"Tú guardarás en completa paz a aquel cuyo pensamiento en ti persevera. Porque en ti ha confiado". Isaías 26:3
¡Cuánto necesitamos la paz del Señor!
Muchas veces pensamos en la paz mundial que tanto se pregona y tan poco se ve.
A veces oramos al Señor que traiga paz y cuando lo hacemos sinceramente, aunque surge la pregunta: ¿Cómo podría yo contribuir a la paz del mundo, a la paz con los seres humanos que me rodean?
Precisamente al vivir en paz, teniendo paz interior ya estamos contribuyendo a la paz mundial.

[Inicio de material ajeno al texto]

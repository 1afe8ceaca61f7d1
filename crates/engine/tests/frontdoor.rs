//! Front-door identification: the rule search must eliminate every do(·)
//! when no observable deconfounder exists, emit the front-door adjustment,
//! and agree with brute-force truncated factorization.

mod common;

use std::collections::BTreeSet;

use causal_engine::{Context, Do, EngineError, Expr, Term};
use causal_model::{Assertion, Model};

use common::frontdoor_model;

const TOLERANCE: f64 = 1e-9;

fn set(names: &[&str]) -> BTreeSet<String> {
    names.iter().map(|s| s.to_string()).collect()
}

/// Brute-force evaluation by truncated factorization: drop the factors of
/// the intervened variables, fix their values, and sum the rest.
fn truncated_factorization(
    model: &Model,
    head: &[(&str, &str)],
    interventions: &[(&str, &str)],
) -> f64 {
    let variables: Vec<&str> = model.variables().collect();
    let outcome_lists: Vec<&[String]> = variables
        .iter()
        .map(|v| model.outcomes(v).expect("known variable"))
        .collect();

    let mut total = 0.0;
    let combinations: usize = outcome_lists.iter().map(|l| l.len()).product();
    for mut index in 0..combinations {
        let mut assignment: Vec<(&str, &str)> = Vec::with_capacity(variables.len());
        for i in (0..variables.len()).rev() {
            let list = outcome_lists[i];
            assignment.push((variables[i], list[index % list.len()].as_str()));
            index /= list.len();
        }
        assignment.reverse();

        let lookup = |name: &str| -> &str {
            assignment
                .iter()
                .find(|(v, _)| *v == name)
                .map(|(_, o)| *o)
                .expect("assignment covers every variable")
        };

        if interventions.iter().any(|(v, o)| lookup(v) != *o) {
            continue;
        }
        if head.iter().any(|(v, o)| lookup(v) != *o) {
            continue;
        }

        let mut weight = 1.0;
        for variable in &variables {
            if interventions.iter().any(|(v, _)| v == variable) {
                continue;
            }
            let parents: Vec<&str> = model
                .parents(variable)
                .expect("known variable")
                .iter()
                .map(|p| lookup(p))
                .collect();
            weight *= model
                .probability(variable, lookup(variable), &parents)
                .expect("tables are complete");
        }
        total += weight;
    }
    total
}

#[test]
fn no_observable_deconfounder_exists() {
    let session = Do::new(frontdoor_model());
    let sets = session
        .deconfounding_sets(&set(&["X"]), &set(&["Y"]))
        .unwrap();
    assert!(sets.is_empty());
}

#[test]
fn frontdoor_query_matches_hand_computation() {
    let mut session = Do::new(frontdoor_model());

    let p_do_x = session
        .p(
            &[Assertion::observed("Y", "y")],
            &[Assertion::intervened("X", "x")],
        )
        .unwrap();
    assert!((p_do_x - 0.62).abs() < TOLERANCE, "got {}", p_do_x);

    let p_do_not_x = session
        .p(
            &[Assertion::observed("Y", "y")],
            &[Assertion::intervened("X", "~x")],
        )
        .unwrap();
    assert!((p_do_not_x - 0.50).abs() < TOLERANCE, "got {}", p_do_not_x);
}

#[test]
fn frontdoor_query_matches_truncated_factorization() {
    let model = frontdoor_model();
    let mut session = Do::new(model.clone());

    for x in ["x", "~x"] {
        let engine = session
            .p(
                &[Assertion::observed("Y", "y")],
                &[Assertion::intervened("X", x)],
            )
            .unwrap();
        let brute = truncated_factorization(&model, &[("Y", "y")], &[("X", x)]);
        assert!(
            (engine - brute).abs() < TOLERANCE,
            "engine {} vs brute force {}",
            engine,
            brute
        );
    }
}

#[test]
fn frontdoor_expression_has_the_adjustment_shape() {
    let mut session = Do::new(frontdoor_model());
    let (expr, _) = session
        .query(
            &[Assertion::observed("Y", "y")],
            &[Assertion::intervened("X", "x")],
        )
        .unwrap();

    assert!(!expr.has_interventions());

    // Σ_z [ Σ_x′ [P(Y | Z, X′) * P(X′)] * P(Z | X) ], factors in any order.
    let (outer_variable, outer_factors) = match &expr {
        Expr::Sum {
            variable, inner, ..
        } => match inner.as_ref() {
            Expr::Product(factors) => (variable.as_str(), factors.clone()),
            other => panic!("expected a product under the outer sum, got {}", other),
        },
        other => panic!("expected an outer sum, got {}", other),
    };
    assert_eq!(outer_variable, "Z");
    assert_eq!(outer_factors.len(), 2);

    let z_given_x = outer_factors.iter().any(|f| match f {
        Expr::Prob { head, body } => {
            head.len() == 1
                && head[0].variable == "Z"
                && body.len() == 1
                && body[0] == Term::observed("X", "x")
        }
        _ => false,
    });
    assert!(z_given_x, "missing P(Z | X = x) factor in {}", expr);

    let inner_sum = outer_factors.iter().find_map(|f| match f {
        Expr::Sum {
            variable, inner, ..
        } if variable == "X" => Some(inner.as_ref().clone()),
        _ => None,
    });
    let inner_factors = match inner_sum {
        Some(Expr::Product(factors)) => factors,
        other => panic!("expected Σ over X with a product inside, got {:?}", other),
    };

    let y_given_z_x = inner_factors.iter().any(|f| match f {
        Expr::Prob { head, body } => {
            head.len() == 1
                && head[0].variable == "Y"
                && body.iter().any(|t| t.variable == "Z")
                && body.iter().any(|t| t.variable == "X")
        }
        _ => false,
    });
    assert!(y_given_z_x, "missing P(Y | Z, X′) factor in {}", expr);

    let x_prior = inner_factors.iter().any(|f| match f {
        Expr::Prob { head, body } => {
            head.len() == 1 && head[0].variable == "X" && body.is_empty()
        }
        _ => false,
    });
    assert!(x_prior, "missing P(X′) factor in {}", expr);
}

#[test]
fn search_does_not_collapse_to_marginal_times_mediator() {
    // The improperly shortened derivation Σ_z′ P(Y) · P(Z′ | X) evaluates
    // to 0.569 on this fixture; rule 3's ancestor restriction must keep the
    // search from producing it.
    let mut session = Do::new(frontdoor_model());
    let (expr, value) = session
        .query(
            &[Assertion::observed("Y", "y")],
            &[Assertion::intervened("X", "x")],
        )
        .unwrap();

    fn contains_unconditioned_y(expr: &Expr) -> bool {
        match expr {
            Expr::Prob { head, body } => {
                head.iter().any(|t| t.variable == "Y") && body.is_empty()
            }
            Expr::Product(factors) => factors.iter().any(contains_unconditioned_y),
            Expr::Sum { inner, .. } => contains_unconditioned_y(inner),
            Expr::Literal(_) => false,
        }
    }
    assert!(
        !contains_unconditioned_y(&expr),
        "derivation collapsed to a bare P(Y): {}",
        expr
    );
    assert!((value - 0.62).abs() < TOLERANCE);
    assert!((value - 0.569).abs() > 1e-3);
}

#[test]
fn shallow_depth_bound_fails_with_partial() {
    let ctx = Context::default().with_depth_bound(3);
    let mut session = Do::with_context(frontdoor_model(), ctx);
    let result = session.p(
        &[Assertion::observed("Y", "y")],
        &[Assertion::intervened("X", "x")],
    );
    assert!(matches!(result, Err(EngineError::DoCalculusFailed { .. })));
}
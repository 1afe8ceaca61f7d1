//! Error types for graph queries.

use thiserror::Error;

/// Errors raised by the graph-analysis layer.
#[derive(Debug, Clone, Error, PartialEq, Eq)]
pub enum GraphError {
    /// A query names a vertex that is not in the graph.
    #[error("unknown vertex '{vertex}'")]
    UnknownVertex { vertex: String },

    /// Source, sink and blocker sets must be pairwise disjoint.
    #[error("variable sets must be disjoint: '{vertex}' appears on both sides")]
    OverlappingSets { vertex: String },
}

Examínese por unos momentos. Qué está pensando ahora, qué está diciendo o haciendo en este mismo momento.
En medio de sus pensamientos, actividad o responsabilidades, hágase otra pregunta: ¿cómo puedo yo en mi vida y a través de lo que hago traer paz, armonía, orden, justicia y belleza a la vida y a mi medio ambiente, sí, en este lugar donde me toca vivir y trabajar?
Amigo, éste es el momento de crecer en Dios y aprender a traer a nuestras vidas y al ambiente en el cual nos movemos, la paz que solamente Dios puede poner en el corazón del ser humano. Si tiene paz, la pueda transmitir a todos y éstos a su vez a otros, y habrá más paz en el mundo.

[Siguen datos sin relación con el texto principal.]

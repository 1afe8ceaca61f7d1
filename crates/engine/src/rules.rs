//! The three rules of do-calculus plus marginalization.
//!
//! Each rule inspects one `Prob` site whose body still carries
//! interventions and, when its graphical precondition holds, yields a
//! rewritten expression:
//!
//! - **Rule 1** deletes an observation subset W when (Y ⊥ W | X, Z\W) in
//!   Gₓ̄ (incoming edges of the intervened set removed).
//! - **Rule 2** exchanges a subset W between action and observation when
//!   (Y ⊥ W | X, Z) in Gₓ̄ w̲ (incoming of X and outgoing of W removed).
//!   The precondition is symmetric, so both directions are generated.
//! - **Rule 3** deletes an action subset W when (Y ⊥ W | X, Z) in
//!   Gₓ̄ w̄(z), where w̄(z) = W minus the ancestors of Z *computed in Gₓ̄*.
//! - **Rule 4** introduces Σ over a fresh variable V from the ancestral
//!   closure of the term: P(Y | B) = Σ_V P(Y | V, B) · P(V | B).
//!
//! Latent variables are never introduced by rule 4: a term over a latent
//! cannot be estimated from observational data, which would defeat
//! identification.

use std::collections::{BTreeMap, BTreeSet};

use tracing::trace;

use causal_graph::{d_separated, Dag};
use causal_model::Model;

use crate::error::EngineError;
use crate::expr::{Expr, Term};

/// Search-scoped environment: the model, the untouched graph, and the
/// fresh-name counter that keeps sum placeholders globally unique within
/// one inference call.
pub(crate) struct RuleEnv<'a> {
    pub model: &'a Model,
    pub dag: &'a Dag,
    fresh: BTreeMap<String, usize>,
}

impl<'a> RuleEnv<'a> {
    pub fn new(model: &'a Model, dag: &'a Dag) -> Self {
        Self {
            model,
            dag,
            fresh: BTreeMap::new(),
        }
    }

    /// The next primed placeholder for a variable: x′, x′′, x′′′, …
    pub fn fresh_placeholder(&mut self, variable: &str) -> String {
        let count = self.fresh.entry(variable.to_string()).or_insert(0);
        *count += 1;
        format!("{}{}", variable.to_lowercase(), "′".repeat(*count))
    }
}

/// Every expression reachable from `expr` by one rule application at one
/// `Prob` site, in deterministic order.
pub(crate) fn successors(expr: &Expr, env: &mut RuleEnv) -> Result<Vec<Expr>, EngineError> {
    match expr {
        Expr::Literal(_) => Ok(Vec::new()),
        Expr::Prob { head, body } => {
            if body.iter().any(Term::is_intervention) {
                prob_rewrites(head, body, env)
            } else {
                Ok(Vec::new())
            }
        }
        Expr::Product(factors) => {
            let mut out = Vec::new();
            for (i, factor) in factors.iter().enumerate() {
                for rewritten in successors(factor, env)? {
                    let mut copy = factors.clone();
                    copy[i] = rewritten;
                    out.push(Expr::Product(copy));
                }
            }
            Ok(out)
        }
        Expr::Sum {
            variable,
            bound,
            inner,
        } => {
            let mut out = Vec::new();
            for rewritten in successors(inner, env)? {
                out.push(Expr::Sum {
                    variable: variable.clone(),
                    bound: bound.clone(),
                    inner: Box::new(rewritten),
                });
            }
            Ok(out)
        }
    }
}

fn variables_of(terms: &[&Term]) -> BTreeSet<String> {
    terms.iter().map(|t| t.variable.clone()).collect()
}

/// Nonempty subsets of `terms`, by bitmask in increasing order.
fn nonempty_subsets<'t>(terms: &[&'t Term]) -> Vec<Vec<&'t Term>> {
    let mut out = Vec::new();
    for mask in 1u32..(1 << terms.len()) {
        out.push(
            terms
                .iter()
                .enumerate()
                .filter(|(i, _)| mask & (1 << i) != 0)
                .map(|(_, t)| *t)
                .collect(),
        );
    }
    out
}

fn without(body: &[Term], remove: &[&Term]) -> Vec<Term> {
    body.iter()
        .filter(|t| !remove.iter().any(|r| *r == *t))
        .cloned()
        .collect()
}

fn rewrite_kinds(body: &[Term], flip: &[&Term], to_intervention: bool) -> Vec<Term> {
    body.iter()
        .map(|t| {
            if flip.iter().any(|r| *r == t) {
                if to_intervention {
                    t.as_intervened()
                } else {
                    t.as_observed()
                }
            } else {
                t.clone()
            }
        })
        .collect()
}

fn prob_rewrites(
    head: &[Term],
    body: &[Term],
    env: &mut RuleEnv,
) -> Result<Vec<Expr>, EngineError> {
    let mut interventions: Vec<&Term> = body.iter().filter(|t| t.is_intervention()).collect();
    let mut observations: Vec<&Term> = body.iter().filter(|t| !t.is_intervention()).collect();
    interventions.sort();
    observations.sort();

    let y = variables_of(&head.iter().collect::<Vec<_>>());
    let do_vars = variables_of(&interventions);
    let obs_vars = variables_of(&observations);

    let mut out = Vec::new();

    // Rule 1: deletion of observations.
    for w in nonempty_subsets(&observations) {
        let w_vars = variables_of(&w);
        let graph = env.dag.without_incoming(&do_vars);
        let mut cond = do_vars.clone();
        cond.extend(obs_vars.difference(&w_vars).cloned());
        if d_separated(&graph, &y, &w_vars, &cond)? {
            trace!(site = %Expr::prob(head.to_vec(), body.to_vec()), w = ?w_vars, "rule 1 deletes observations");
            out.push(Expr::prob(head.to_vec(), without(body, &w)));
        }
    }

    // Rule 2, action -> observation.
    for w in nonempty_subsets(&interventions) {
        let w_vars = variables_of(&w);
        let x_rest: BTreeSet<String> = do_vars.difference(&w_vars).cloned().collect();
        let graph = env.dag.without_incoming(&x_rest).without_outgoing(&w_vars);
        let mut cond = x_rest.clone();
        cond.extend(obs_vars.iter().cloned());
        if d_separated(&graph, &y, &w_vars, &cond)? {
            trace!(w = ?w_vars, "rule 2 exchanges action for observation");
            out.push(Expr::prob(head.to_vec(), rewrite_kinds(body, &w, false)));
        }
    }

    // Rule 2, observation -> action (same precondition, other direction).
    for w in nonempty_subsets(&observations) {
        let w_vars = variables_of(&w);
        let graph = env.dag.without_incoming(&do_vars).without_outgoing(&w_vars);
        let mut cond = do_vars.clone();
        cond.extend(obs_vars.difference(&w_vars).cloned());
        if d_separated(&graph, &y, &w_vars, &cond)? {
            trace!(w = ?w_vars, "rule 2 exchanges observation for action");
            out.push(Expr::prob(head.to_vec(), rewrite_kinds(body, &w, true)));
        }
    }

    // Rule 3: deletion of actions, ancestor-restricted in Gₓ̄.
    for w in nonempty_subsets(&interventions) {
        let w_vars = variables_of(&w);
        let x_rest: BTreeSet<String> = do_vars.difference(&w_vars).cloned().collect();
        let g_x = env.dag.without_incoming(&x_rest);
        let z_ancestors = g_x.ancestors_of_set(&obs_vars)?;
        let w_restricted: BTreeSet<String> =
            w_vars.difference(&z_ancestors).cloned().collect();
        let graph = g_x.without_incoming(&w_restricted);
        let mut cond = x_rest.clone();
        cond.extend(obs_vars.iter().cloned());
        if d_separated(&graph, &y, &w_vars, &cond)? {
            trace!(w = ?w_vars, "rule 3 deletes actions");
            out.push(Expr::prob(head.to_vec(), without(body, &w)));
        }
    }

    // Rule 4: marginalization over a fresh variable from the ancestral
    // closure of the term.
    let asserted: BTreeSet<String> = y
        .iter()
        .chain(do_vars.iter())
        .chain(obs_vars.iter())
        .cloned()
        .collect();
    let mut closure = asserted.clone();
    closure.extend(env.dag.ancestors_of_set(&asserted)?);

    for candidate in &closure {
        if asserted.contains(candidate) || env.model.is_latent(candidate) {
            continue;
        }
        let placeholder = env.fresh_placeholder(candidate);
        let v_term = Term::bound(candidate, &placeholder);

        let mut extended = body.to_vec();
        extended.push(v_term.clone());

        trace!(variable = %candidate, %placeholder, "rule 4 marginalizes");
        out.push(Expr::sum(
            candidate,
            placeholder,
            Expr::Product(vec![
                Expr::prob(head.to_vec(), extended),
                Expr::prob(vec![v_term], body.to_vec()),
            ]),
        ));
    }

    Ok(out)
}

#[cfg(test)]
mod tests {
    use super::*;
    use causal_model::{Cpt, CptRow, Variable};

    fn row(outcome: &str, parents: &[&str], p: f64) -> CptRow {
        CptRow {
            outcome: outcome.into(),
            parent_outcomes: parents.iter().map(|s| s.to_string()).collect(),
            probability: p,
        }
    }

    fn binary(name: &str, parents: &[&str], rows: Vec<CptRow>) -> Variable {
        Variable::new(
            name,
            vec![
                format!("{}1", name.to_lowercase()),
                format!("{}0", name.to_lowercase()),
            ],
            parents.iter().map(|s| s.to_string()).collect(),
            Some(Cpt::new(rows)),
        )
    }

    /// Z -> X -> Y with fully specified tables.
    fn chain_model() -> Model {
        Model::new(
            None,
            vec![
                binary("Z", &[], vec![row("z1", &[], 0.4), row("z0", &[], 0.6)]),
                binary(
                    "X",
                    &["Z"],
                    vec![
                        row("x1", &["z1"], 0.7),
                        row("x0", &["z1"], 0.3),
                        row("x1", &["z0"], 0.2),
                        row("x0", &["z0"], 0.8),
                    ],
                ),
                binary(
                    "Y",
                    &["X"],
                    vec![
                        row("y1", &["x1"], 0.9),
                        row("y0", &["x1"], 0.1),
                        row("y1", &["x0"], 0.5),
                        row("y0", &["x0"], 0.5),
                    ],
                ),
            ],
        )
        .unwrap()
    }

    #[test]
    fn test_rule_2_applies_in_unconfounded_chain() {
        // In Z -> X -> Y, P(Y | do(X)) = P(Y | X): no backdoor into X
        // stays open once X's outgoing edges are removed.
        let model = chain_model();
        let dag = Dag::from_model(&model);
        let mut env = RuleEnv::new(&model, &dag);

        let expr = Expr::prob(
            vec![Term::observed("Y", "y1")],
            vec![Term::intervened("X", "x1")],
        );
        let successors = successors(&expr, &mut env).unwrap();
        let expected = Expr::prob(
            vec![Term::observed("Y", "y1")],
            vec![Term::observed("X", "x1")],
        );
        assert!(successors.contains(&expected));
    }

    #[test]
    fn test_do_free_site_has_no_rewrites() {
        let model = chain_model();
        let dag = Dag::from_model(&model);
        let mut env = RuleEnv::new(&model, &dag);

        let expr = Expr::prob(
            vec![Term::observed("Y", "y1")],
            vec![Term::observed("X", "x1")],
        );
        assert!(successors(&expr, &mut env).unwrap().is_empty());
    }

    #[test]
    fn test_fresh_placeholders_accumulate_primes() {
        let model = chain_model();
        let dag = Dag::from_model(&model);
        let mut env = RuleEnv::new(&model, &dag);
        assert_eq!(env.fresh_placeholder("X"), "x′");
        assert_eq!(env.fresh_placeholder("X"), "x′′");
        assert_eq!(env.fresh_placeholder("Z"), "z′");
    }
}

Diariamente podemos pedirle a Dios su ayuda para traer armonía a nuestras vidas, y dejar que a medida que van transcurriendo los minutos, los días, semanas y meses, la paz se transforme en una práctica cotidiana en nuestras vidas, y al expresar esta paz interna, también podremos tener paz externa.
Sí, nos interesa muchísimo la paz mundial; reciba la paz del Señor, exprésela en su vida y estará contribuyendo a la paz mundial.